In Sports Direct, the Court of Appeal overruled the High Court to conclude that, in the course of its investigation into an auditor, the FRC’s disclosure powers did not entitle it to demand LPP material from the auditor’s client, even if that material would only be held for the confidential purposes of the FRC investigation. In the same judgment, the Court of Appeal also confirmed that a non-privileged document attached to an otherwise privileged email does not acquire protection from disclosure.

More worrying for audit clients was the judgment in A v B, which held that where an auditor holds client documents, it cannot refuse to disclose them solely on the basis of the client asserting LPP. Rather, the auditor must come to its own view. As such, a client providing privileged documents to an auditor is at risk should that auditor become the target of a regulatory investigation. 

PCP litigation considered

Finally, the very recent decision in the PCP v Barclays litigation highlights the risk of referring to legal advice whilst at the same time seeking to maintain LPP. The litigation arose from a £1bn claim against Barclays arising out of capital raising in 2008 from Qatari investors.

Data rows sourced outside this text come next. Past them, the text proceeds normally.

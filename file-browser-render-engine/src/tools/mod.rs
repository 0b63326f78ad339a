//! Interactive tools for the directory scene.
//!
//! ## Selection
//!
//! Left click casts a ray from the camera through the crosshair at the
//! centre of the window. Every card of the active scene carries a
//! `SelectionBounds` box; the closest box hit wins and its entity kind
//! decides what happens:
//!
//! ```text
//! Left click
//!   └─> activate_on_click()
//!       ├─> Directory: DescendRequest { path }
//!       └─> Image / Text / Error: nothing
//! ```
//!
//! Cards of scenes kept in the history are hidden and never hit.

/// Ray intersection utilities for oriented bounding box selection.
///
/// Slab method raycast against transformed AABBs in card-local space.
pub mod ray;

/// Crosshair picking and entity activation.
pub mod selection;

use bevy::prelude::*;

use crate::engine::core::app_state::BrowserState;

pub struct SelectionToolPlugin;

impl Plugin for SelectionToolPlugin {
    fn build(&self, app: &mut App) {
        app.add_systems(
            Update,
            selection::activate_on_click.run_if(in_state(BrowserState::Active)),
        );
    }
}
use bevy::input::mouse::MouseMotion;
use bevy::math::EulerRot;
use bevy::prelude::*;
use bevy::window::{CursorGrabMode, PrimaryWindow};

use constants::camera::{
    FRAMING_DISTANCE_FACTOR, FRAMING_MIN_DISTANCE, INITIAL_CAMERA_POSITION, MOUSE_SENSITIVITY,
    MOVE_SPEED, PITCH_LIMIT,
};
use constants::coordinate_system::layout_to_world;

/// Free-flying camera pose driven by mouse-look and WASD.
#[derive(Resource, Debug, Clone, PartialEq)]
pub struct FlyCamera {
    pub position: Vec3,
    pub yaw: f32,
    pub pitch: f32,
}

impl Default for FlyCamera {
    fn default() -> Self {
        Self {
            position: INITIAL_CAMERA_POSITION,
            yaw: 0.0,
            pitch: 0.0,
        }
    }
}

/// Movement requested this frame, each axis in -1..=1 relative to the view.
#[derive(Debug, Clone, Copy, Default, PartialEq)]
pub struct MoveInput {
    pub forward: f32,
    pub right: f32,
    pub up: f32,
}

impl MoveInput {
    pub fn from_keyboard(keyboard: &ButtonInput<KeyCode>) -> Self {
        let axis = |positive: KeyCode, negative: KeyCode| {
            keyboard.pressed(positive) as i8 as f32 - keyboard.pressed(negative) as i8 as f32
        };
        let down = keyboard.any_pressed([KeyCode::ShiftLeft, KeyCode::ShiftRight]);
        Self {
            forward: axis(KeyCode::KeyW, KeyCode::KeyS),
            right: axis(KeyCode::KeyD, KeyCode::KeyA),
            up: keyboard.pressed(KeyCode::Space) as i8 as f32 - down as i8 as f32,
        }
    }
}

impl FlyCamera {
    pub fn rotation(&self) -> Quat {
        Quat::from_euler(EulerRot::YXZ, self.yaw, self.pitch, 0.0)
    }

    /// Turn by a mouse delta in pixels.
    pub fn look(&mut self, mouse_delta: Vec2) {
        self.yaw -= mouse_delta.x * MOUSE_SENSITIVITY;
        self.pitch = (self.pitch - mouse_delta.y * MOUSE_SENSITIVITY).clamp(-PITCH_LIMIT, PITCH_LIMIT);
    }

    /// Move relative to the current view for `dt` seconds. Strafing and
    /// vertical movement run at half speed.
    pub fn step(&mut self, input: MoveInput, dt: f32) {
        let rotation = self.rotation();
        let forward = rotation * Vec3::NEG_Z;
        let right = rotation * Vec3::X;
        let up = rotation * Vec3::Y;

        let velocity = forward * input.forward + (right * input.right + up * input.up) * 0.5;
        self.position += velocity * MOVE_SPEED * dt;
    }

    /// Face a scene laid out on a `side`×`side` grid with cells `step` apart,
    /// far enough back to see all of it.
    pub fn frame_grid(&mut self, side: usize, step: f32) {
        let span = side.saturating_sub(1) as f32 * step;
        let centre = layout_to_world(Vec3::new(span * 0.5, 0.0, span * 0.5));
        let distance = (side as f32 * step * FRAMING_DISTANCE_FACTOR).max(FRAMING_MIN_DISTANCE);

        self.position = centre + Vec3::Z * distance;
        self.yaw = 0.0;
        self.pitch = 0.0;
    }
}

pub fn spawn_camera(mut commands: Commands, fly_camera: Res<FlyCamera>) {
    commands.spawn((
        Camera3d::default(),
        Transform::from_translation(fly_camera.position).with_rotation(fly_camera.rotation()),
    ));
}

/// Hide and lock the cursor so mouse motion only turns the camera.
pub fn grab_cursor(mut windows: Query<&mut Window, With<PrimaryWindow>>) {
    if let Ok(mut window) = windows.single_mut() {
        window.cursor_options.grab_mode = CursorGrabMode::Locked;
        window.cursor_options.visible = false;
    }
}

pub fn camera_controller(
    mut camera_query: Query<&mut Transform, With<Camera3d>>,
    mut fly_camera: ResMut<FlyCamera>,
    mut mouse_motion: EventReader<MouseMotion>,
    keyboard: Res<ButtonInput<KeyCode>>,
    time: Res<Time>,
) {
    let Ok(mut camera_transform) = camera_query.single_mut() else {
        return;
    };

    let mouse_delta: Vec2 = mouse_motion.read().map(|m| m.delta).sum();
    if mouse_delta != Vec2::ZERO {
        fly_camera.look(mouse_delta);
    }

    let input = MoveInput::from_keyboard(&keyboard);
    if input != MoveInput::default() {
        fly_camera.step(input, time.delta_secs());
    }

    camera_transform.translation = fly_camera.position;
    camera_transform.rotation = fly_camera.rotation();
}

The High Court concluded that the defendant had sought to advance its case by implying that its actions had been supported by legal advice, although without referring to its substantive content. Nonetheless, by so referring to it, the defendant had waived privilege over that advice and became required to disclose it. 

Although it may turn out to be of no value at all, the ‘hidden treasure’ of LPP material will always hold an allure. However, it is a powerful protection, and courts can offer no remedy to a valid claim, no matter how worthy the circumstances. 

Nonetheless, as the recent parade of litigation proves, litigants and investigators will continue to take what points they can in the hope of defeating privilege.